BEGIN

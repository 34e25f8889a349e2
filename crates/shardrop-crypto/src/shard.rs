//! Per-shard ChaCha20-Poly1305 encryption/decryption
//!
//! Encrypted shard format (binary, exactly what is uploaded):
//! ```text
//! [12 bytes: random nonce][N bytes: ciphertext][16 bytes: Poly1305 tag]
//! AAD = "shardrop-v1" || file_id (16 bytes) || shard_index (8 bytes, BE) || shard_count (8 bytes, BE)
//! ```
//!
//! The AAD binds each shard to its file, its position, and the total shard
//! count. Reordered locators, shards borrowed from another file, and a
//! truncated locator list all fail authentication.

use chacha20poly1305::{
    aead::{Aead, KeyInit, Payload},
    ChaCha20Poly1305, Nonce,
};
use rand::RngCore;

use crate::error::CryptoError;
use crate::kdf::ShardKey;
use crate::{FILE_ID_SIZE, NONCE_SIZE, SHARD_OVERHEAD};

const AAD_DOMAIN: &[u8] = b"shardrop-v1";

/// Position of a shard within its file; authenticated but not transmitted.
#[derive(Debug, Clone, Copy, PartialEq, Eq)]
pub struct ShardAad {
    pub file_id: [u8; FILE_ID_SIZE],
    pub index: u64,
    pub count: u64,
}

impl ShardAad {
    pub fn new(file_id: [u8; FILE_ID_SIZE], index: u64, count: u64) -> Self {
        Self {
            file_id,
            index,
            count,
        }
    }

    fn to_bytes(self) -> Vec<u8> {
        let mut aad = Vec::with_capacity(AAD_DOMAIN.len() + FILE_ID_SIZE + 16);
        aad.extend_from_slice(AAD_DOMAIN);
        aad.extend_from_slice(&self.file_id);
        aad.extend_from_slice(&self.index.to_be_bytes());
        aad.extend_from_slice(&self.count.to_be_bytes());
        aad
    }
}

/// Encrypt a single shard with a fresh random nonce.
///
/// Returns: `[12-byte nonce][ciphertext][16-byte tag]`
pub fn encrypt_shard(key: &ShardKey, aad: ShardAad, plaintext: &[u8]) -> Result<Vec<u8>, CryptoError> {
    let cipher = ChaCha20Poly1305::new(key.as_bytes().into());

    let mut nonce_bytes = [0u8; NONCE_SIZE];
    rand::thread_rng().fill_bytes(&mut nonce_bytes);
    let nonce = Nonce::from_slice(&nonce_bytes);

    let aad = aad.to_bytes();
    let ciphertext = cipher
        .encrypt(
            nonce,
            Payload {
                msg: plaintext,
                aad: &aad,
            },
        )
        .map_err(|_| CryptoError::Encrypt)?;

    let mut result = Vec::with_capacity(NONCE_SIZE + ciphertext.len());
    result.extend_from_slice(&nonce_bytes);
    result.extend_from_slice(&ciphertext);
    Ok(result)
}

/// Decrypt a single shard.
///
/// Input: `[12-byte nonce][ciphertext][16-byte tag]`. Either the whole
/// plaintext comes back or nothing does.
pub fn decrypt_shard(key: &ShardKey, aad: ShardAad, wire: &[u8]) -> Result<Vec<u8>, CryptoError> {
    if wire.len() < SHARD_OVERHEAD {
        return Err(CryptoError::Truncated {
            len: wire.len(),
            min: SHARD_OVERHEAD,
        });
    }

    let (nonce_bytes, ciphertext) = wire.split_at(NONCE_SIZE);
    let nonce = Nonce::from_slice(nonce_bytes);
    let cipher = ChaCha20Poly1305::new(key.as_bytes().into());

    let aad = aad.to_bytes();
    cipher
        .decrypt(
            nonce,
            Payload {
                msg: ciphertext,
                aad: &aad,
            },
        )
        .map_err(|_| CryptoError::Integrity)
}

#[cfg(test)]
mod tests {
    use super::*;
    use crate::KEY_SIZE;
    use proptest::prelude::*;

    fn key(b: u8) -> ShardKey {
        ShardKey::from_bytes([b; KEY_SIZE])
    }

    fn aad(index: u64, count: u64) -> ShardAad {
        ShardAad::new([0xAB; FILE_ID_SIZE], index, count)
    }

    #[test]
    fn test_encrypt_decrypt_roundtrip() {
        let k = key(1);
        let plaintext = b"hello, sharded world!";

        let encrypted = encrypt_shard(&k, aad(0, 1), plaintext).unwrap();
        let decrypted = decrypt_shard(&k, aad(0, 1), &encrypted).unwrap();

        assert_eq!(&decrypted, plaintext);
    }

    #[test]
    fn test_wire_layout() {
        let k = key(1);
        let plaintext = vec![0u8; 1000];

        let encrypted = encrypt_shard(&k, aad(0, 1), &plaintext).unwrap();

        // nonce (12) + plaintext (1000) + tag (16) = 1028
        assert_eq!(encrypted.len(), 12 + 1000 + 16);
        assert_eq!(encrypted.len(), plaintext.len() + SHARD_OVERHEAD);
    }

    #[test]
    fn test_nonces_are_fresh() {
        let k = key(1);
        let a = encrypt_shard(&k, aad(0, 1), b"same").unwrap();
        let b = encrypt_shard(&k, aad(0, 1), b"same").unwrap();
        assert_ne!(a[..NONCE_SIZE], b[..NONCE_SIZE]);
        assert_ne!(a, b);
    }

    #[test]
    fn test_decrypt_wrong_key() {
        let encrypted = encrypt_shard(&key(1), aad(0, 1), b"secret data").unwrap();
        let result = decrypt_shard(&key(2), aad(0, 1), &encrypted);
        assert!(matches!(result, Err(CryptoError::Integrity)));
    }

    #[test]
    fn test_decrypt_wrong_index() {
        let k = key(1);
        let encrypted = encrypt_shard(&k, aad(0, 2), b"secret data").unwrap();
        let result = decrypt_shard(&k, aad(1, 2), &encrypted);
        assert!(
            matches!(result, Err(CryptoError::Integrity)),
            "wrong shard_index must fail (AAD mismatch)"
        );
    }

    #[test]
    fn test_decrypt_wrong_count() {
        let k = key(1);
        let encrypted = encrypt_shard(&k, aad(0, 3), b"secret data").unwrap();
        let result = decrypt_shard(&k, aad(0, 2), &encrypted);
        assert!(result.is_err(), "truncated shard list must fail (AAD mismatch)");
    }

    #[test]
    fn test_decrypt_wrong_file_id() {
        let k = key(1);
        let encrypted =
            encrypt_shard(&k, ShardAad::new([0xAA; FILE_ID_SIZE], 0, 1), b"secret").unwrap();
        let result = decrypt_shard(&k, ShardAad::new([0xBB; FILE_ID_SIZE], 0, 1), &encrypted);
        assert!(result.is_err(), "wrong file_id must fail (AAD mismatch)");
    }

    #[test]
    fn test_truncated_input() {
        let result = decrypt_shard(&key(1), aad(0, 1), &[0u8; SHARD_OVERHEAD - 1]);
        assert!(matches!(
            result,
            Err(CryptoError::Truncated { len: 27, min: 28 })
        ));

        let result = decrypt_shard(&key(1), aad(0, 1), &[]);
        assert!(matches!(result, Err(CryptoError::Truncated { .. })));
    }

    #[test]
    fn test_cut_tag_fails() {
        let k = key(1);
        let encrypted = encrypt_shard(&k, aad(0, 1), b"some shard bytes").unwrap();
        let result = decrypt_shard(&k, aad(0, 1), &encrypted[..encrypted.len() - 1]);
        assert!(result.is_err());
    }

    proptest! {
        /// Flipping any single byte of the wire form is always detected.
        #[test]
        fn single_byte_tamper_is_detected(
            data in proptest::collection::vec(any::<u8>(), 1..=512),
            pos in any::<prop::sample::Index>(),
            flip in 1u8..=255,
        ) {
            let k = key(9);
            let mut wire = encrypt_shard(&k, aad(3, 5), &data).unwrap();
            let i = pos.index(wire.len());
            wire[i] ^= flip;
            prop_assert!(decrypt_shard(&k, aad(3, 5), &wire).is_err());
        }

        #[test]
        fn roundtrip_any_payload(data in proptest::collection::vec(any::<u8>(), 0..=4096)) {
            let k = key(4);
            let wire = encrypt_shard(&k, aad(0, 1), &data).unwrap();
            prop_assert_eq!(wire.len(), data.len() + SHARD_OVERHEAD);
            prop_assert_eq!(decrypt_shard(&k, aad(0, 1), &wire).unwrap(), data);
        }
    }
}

END

### [TASK PROMPT]
Return the entries exactly through the "pub struct ShardAad" line.

### [OUTPUT]
repository 34e25f8889a349e2
filename crates/shardrop-crypto/src/shard.rs
//! Per-shard ChaCha20-Poly1305 encryption/decryption
//!
//! Encrypted shard format (binary, exactly what is uploaded):
//! ```text
//! [12 bytes: random nonce][N bytes: ciphertext][16 bytes: Poly1305 tag]
//! AAD = "shardrop-v1" || file_id (16 bytes) || shard_index (8 bytes, BE) || shard_count (8 bytes, BE)
//! ```
//!
//! The AAD binds each shard to its file, its position, and the total shard
//! count. Reordered locators, shards borrowed from another file, and a
//! truncated locator list all fail authentication.

use chacha20poly1305::{
    aead::{Aead, KeyInit, Payload},
    ChaCha20Poly1305, Nonce,
};
use rand::RngCore;

use crate::error::CryptoError;
use crate::kdf::ShardKey;
use crate::{FILE_ID_SIZE, NONCE_SIZE, SHARD_OVERHEAD};

const AAD_DOMAIN: &[u8] = b"shardrop-v1";

/// Position of a shard within its file; authenticated but not transmitted.
#[derive(Debug, Clone, Copy, PartialEq, Eq)]
pub struct ShardAad {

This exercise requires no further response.